The Basic Three Act Structure
The simplest building blocks of a good story are found in the Three Act Structure. Separated by Plot Points, Act 1 (Beginning), Act 2 (Middle), Act 3 (End) refer not to where in time in the story they lie but instead fundamental stages along the way.
In the beginning, you introduce the reader to the settings, the characters, and the situation (conflict) they find themselves in, and their goal. Plot Point 1 is a situation that drives the main character from their “normal” life towards some different conflicting situations that the story is about. Great stories often begin at Plot Point 1, thrusting the main character right into the thick of the things, but they never really leave out Act 1, instead of filling it in with back story along the way
In the Middle, the story develops through a series of complications and obstacles, each leading to a mini-crisis. Though each of these crises is temporarily resolved, the story leads inevitably to an ultimate crisis – the Climax.

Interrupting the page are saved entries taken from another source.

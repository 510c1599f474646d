//! Output formatting for twenty.

pub mod json;
pub mod pretty;

pub use json::{period_ended_json, to_json};
pub use pretty::{format_boundary, format_tick_line, progress_of, render_progress_bar};
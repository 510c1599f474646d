//! Event handling for the TUI.

use std::time::Duration;

use crossterm::event::{self, Event, KeyCode, KeyModifiers};

use crate::error::TwentyError;

/// Action to take after handling an event.
pub enum Action {
    /// Quit the application.
    Quit,
    /// Start or pause the countdown.
    TogglePause,
    /// Reset to a fresh focus period.
    Reset,
}

/// Handle terminal events.
///
/// Returns an action to take, or None if no action is needed.
///
/// # Errors
///
/// Returns an error if event polling fails.
pub fn handle_events(timeout: Duration) -> Result<Option<Action>, TwentyError> {
    if event::poll(timeout).map_err(|e| TwentyError::Config(format!("Event poll failed: {e}")))? {
        if let Event::Key(key) =
            event::read().map_err(|e| TwentyError::Config(format!("Event read failed: {e}")))?
        {
            // Handle Ctrl+C
            if key.modifiers.contains(KeyModifiers::CONTROL) && key.code == KeyCode::Char('c') {
                return Ok(Some(Action::Quit));
            }

            match key.code {
                KeyCode::Char('q') | KeyCode::Esc => return Ok(Some(Action::Quit)),
                KeyCode::Char(' ') => return Ok(Some(Action::TogglePause)),
                KeyCode::Char('r') => return Ok(Some(Action::Reset)),
                _ => {}
            }
        }
    }

    Ok(None)
}
/// Format a second count as `mm:ss`.
///
/// Minutes are unbounded; there is no hour rollover.
#[must_use]
pub fn format_mmss(total_seconds: u32) -> String {
    let minutes = total_seconds / 60;
    let seconds = total_seconds % 60;
    format!("{minutes:02}:{seconds:02}")
}

/// Parse a duration string like "20m", "90s", "1m30s" into seconds.
///
/// A bare number is read as minutes.
#[must_use]
pub fn parse_duration(s: &str) -> Option<u32> {
    let s = s.trim().to_lowercase();

    // Bare number: assume minutes.
    if let Ok(minutes) = s.parse::<u32>() {
        return Some(minutes.checked_mul(60)?);
    }

    let mut total_seconds: u32 = 0;
    let mut current_num = String::new();

    for c in s.chars() {
        if c.is_ascii_digit() {
            current_num.push(c);
        } else if current_num.is_empty() {
            return None;
        } else {
            let num: u32 = current_num.parse().ok()?;
            current_num.clear();

            let unit: u32 = match c {
                'h' => 3600,
                'm' => 60,
                's' => 1,
                _ => return None,
            };
            total_seconds = total_seconds.checked_add(num.checked_mul(unit)?)?;
        }
    }

    // Trailing number without a unit: assume minutes.
    if !current_num.is_empty() {
        let num: u32 = current_num.parse().ok()?;
        total_seconds = total_seconds.checked_add(num.checked_mul(60)?)?;
    }

    if total_seconds > 0 {
        Some(total_seconds)
    } else {
        None
    }
}

#[cfg(test)]
mod tests {
    use super::*;

    #[test]
    fn test_fresh_timer_holds_full_focus_period() {
        let timer = PeriodTimer::new(TimerConfig::new(120, 20));
        assert_eq!(timer.period(), Period::Focus);
        assert_eq!(timer.seconds_remaining(), 120);
        assert_eq!(timer.phase(), Phase::Idle);
        assert!(!timer.is_running());
    }

    #[test]
    fn test_tick_is_noop_while_idle() {
        let mut timer = PeriodTimer::new(TimerConfig::new(10, 5));
        assert_eq!(timer.tick(), None);
        assert_eq!(timer.seconds_remaining(), 10);
    }

    #[test]
    fn test_period_of_length_n_takes_n_ticks() {
        let mut timer = PeriodTimer::new(TimerConfig::new(5, 3));
        timer.start().unwrap();

        for expected in (1..5).rev() {
            let tick = timer.tick().unwrap();
            assert_eq!(tick.ended, None);
            assert_eq!(tick.seconds_remaining, expected);
        }

        let boundary = timer.tick().unwrap();
        assert_eq!(boundary.ended, Some(Period::Focus));
        assert_eq!(boundary.period, Period::Break);
        assert_eq!(boundary.seconds_remaining, 3);
        assert_eq!(timer.phase(), Phase::RunningBreak);
    }

    #[test]
    fn test_countdown_keeps_running_across_boundaries() {
        // Config {focus: 3, break: 2} produces the tick sequence
        // 2,1,0(focus ends) 1,0(break ends) 2,1,0(focus ends).
        let mut timer = PeriodTimer::new(TimerConfig::new(3, 2));
        timer.start().unwrap();

        let mut observed = Vec::new();
        for _ in 0..8 {
            let tick = timer.tick().unwrap();
            observed.push((tick.seconds_remaining, tick.ended));
            assert!(timer.is_running());
        }

        assert_eq!(
            observed,
            vec![
                (2, None),
                (1, None),
                (2, Some(Period::Focus)),
                (1, None),
                (3, Some(Period::Break)),
                (2, None),
                (1, None),
                (2, Some(Period::Focus)),
            ]
        );
    }

    #[test]
    fn test_pause_preserves_remaining_time() {
        let mut timer = PeriodTimer::new(TimerConfig::new(10, 5));
        timer.start().unwrap();
        timer.tick();
        timer.tick();
        assert_eq!(timer.seconds_remaining(), 8);

        timer.pause();
        assert_eq!(timer.phase(), Phase::Idle);
        assert_eq!(timer.tick(), None);
        assert_eq!(timer.seconds_remaining(), 8);
        assert_eq!(timer.period(), Period::Focus);

        timer.start().unwrap();
        assert_eq!(timer.phase(), Phase::RunningFocus);
        assert_eq!(timer.seconds_remaining(), 8);
    }

    #[test]
    fn test_reset_returns_to_full_focus_period() {
        let mut timer = PeriodTimer::new(TimerConfig::new(4, 2));
        timer.start().unwrap();
        for _ in 0..5 {
            timer.tick();
        }
        assert_eq!(timer.period(), Period::Break);

        timer.reset();
        assert_eq!(timer.phase(), Phase::Idle);
        assert_eq!(timer.period(), Period::Focus);
        assert_eq!(timer.seconds_remaining(), 4);
    }

    #[test]
    fn test_start_rejects_zero_length_periods() {
        let mut timer = PeriodTimer::new(TimerConfig::new(0, 20));
        assert!(timer.start().is_err());
        assert_eq!(timer.phase(), Phase::Idle);

        let mut timer = PeriodTimer::new(TimerConfig::new(20, 0));
        assert!(timer.start().is_err());
        assert_eq!(timer.phase(), Phase::Idle);
    }

    #[test]
    fn test_start_is_noop_while_running() {
        let mut timer = PeriodTimer::new(TimerConfig::new(10, 5));
        timer.start().unwrap();
        timer.tick();
        timer.start().unwrap();
        assert_eq!(timer.seconds_remaining(), 9);
        assert_eq!(timer.phase(), Phase::RunningFocus);
    }

    #[test]
    fn test_apply_config_defers_until_boundary() {
        let mut timer = PeriodTimer::new(TimerConfig::new(3, 2));
        timer.start().unwrap();
        timer.tick();

        timer.apply_config(TimerConfig::new(100, 50)).unwrap();
        // In-flight focus countdown unchanged.
        assert_eq!(timer.tick().unwrap().seconds_remaining, 1);

        // Boundary adopts the new break length.
        let boundary = timer.tick().unwrap();
        assert_eq!(boundary.ended, Some(Period::Focus));
        assert_eq!(boundary.seconds_remaining, 50);
        assert_eq!(timer.config(), TimerConfig::new(100, 50));
    }

    #[test]
    fn test_apply_config_at_fresh_boundary_is_immediate() {
        let mut timer = PeriodTimer::new(TimerConfig::new(3, 2));
        timer.apply_config(TimerConfig::new(60, 10)).unwrap();
        assert_eq!(timer.seconds_remaining(), 60);
    }

    #[test]
    fn test_apply_config_rejects_zero_lengths() {
        let mut timer = PeriodTimer::new(TimerConfig::new(3, 2));
        assert!(timer.apply_config(TimerConfig::new(0, 2)).is_err());
        assert_eq!(timer.config(), TimerConfig::new(3, 2));
    }

    #[test]
    fn test_reset_adopts_deferred_config() {
        let mut timer = PeriodTimer::new(TimerConfig::new(30, 10));
        timer.start().unwrap();
        timer.tick();
        timer.apply_config(TimerConfig::new(60, 20)).unwrap();

        timer.reset();
        assert_eq!(timer.seconds_remaining(), 60);
        assert_eq!(timer.config(), TimerConfig::new(60, 20));
    }

    #[test]
    fn test_snapshot_reflects_state() {
        let mut timer = PeriodTimer::new(TimerConfig::new(125, 20));
        timer.start().unwrap();
        timer.tick();

        let snap = timer.snapshot();
        assert_eq!(snap.period, Period::Focus);
        assert_eq!(snap.seconds_remaining, 124);
        assert_eq!(snap.total_seconds, 125);
        assert!(snap.running);
        assert_eq!(snap.display, "02:04");
    }

    #[test]
    fn test_format_mmss() {
        assert_eq!(format_mmss(125), "02:05");
        assert_eq!(format_mmss(0), "00:00");
        assert_eq!(format_mmss(59), "00:59");
        assert_eq!(format_mmss(3661), "61:01");
    }

    #[test]
    fn test_parse_duration() {
        assert_eq!(parse_duration("20"), Some(1200));
        assert_eq!(parse_duration("20m"), Some(1200));
        assert_eq!(parse_duration("90s"), Some(90));
        assert_eq!(parse_duration("1m30s"), Some(90));
        assert_eq!(parse_duration("1h"), Some(3600));
        assert_eq!(parse_duration("0s"), None);
        assert_eq!(parse_duration(""), None);
        assert_eq!(parse_duration("abc"), None);
    }

    #[test]
    fn test_default_config_is_twenty_twenty_twenty() {
        let config = TimerConfig::default();
        assert_eq!(config.focus_seconds, 1200);
        assert_eq!(config.break_seconds, 20);
        assert!(config.validate().is_ok());
    }
}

As the story progresses, there is a rising and falling of tension with each crisis, but an overall rising tension as we approach the Climax. The resolution of the climax is Plot Point 2.
In the end, the Climax and the loose ends of the story are resolved during Denouement. Tension rapidly dissipates because it is nearly impossible to sustain a reader’s interest very long after the climax. Finish your story and get out.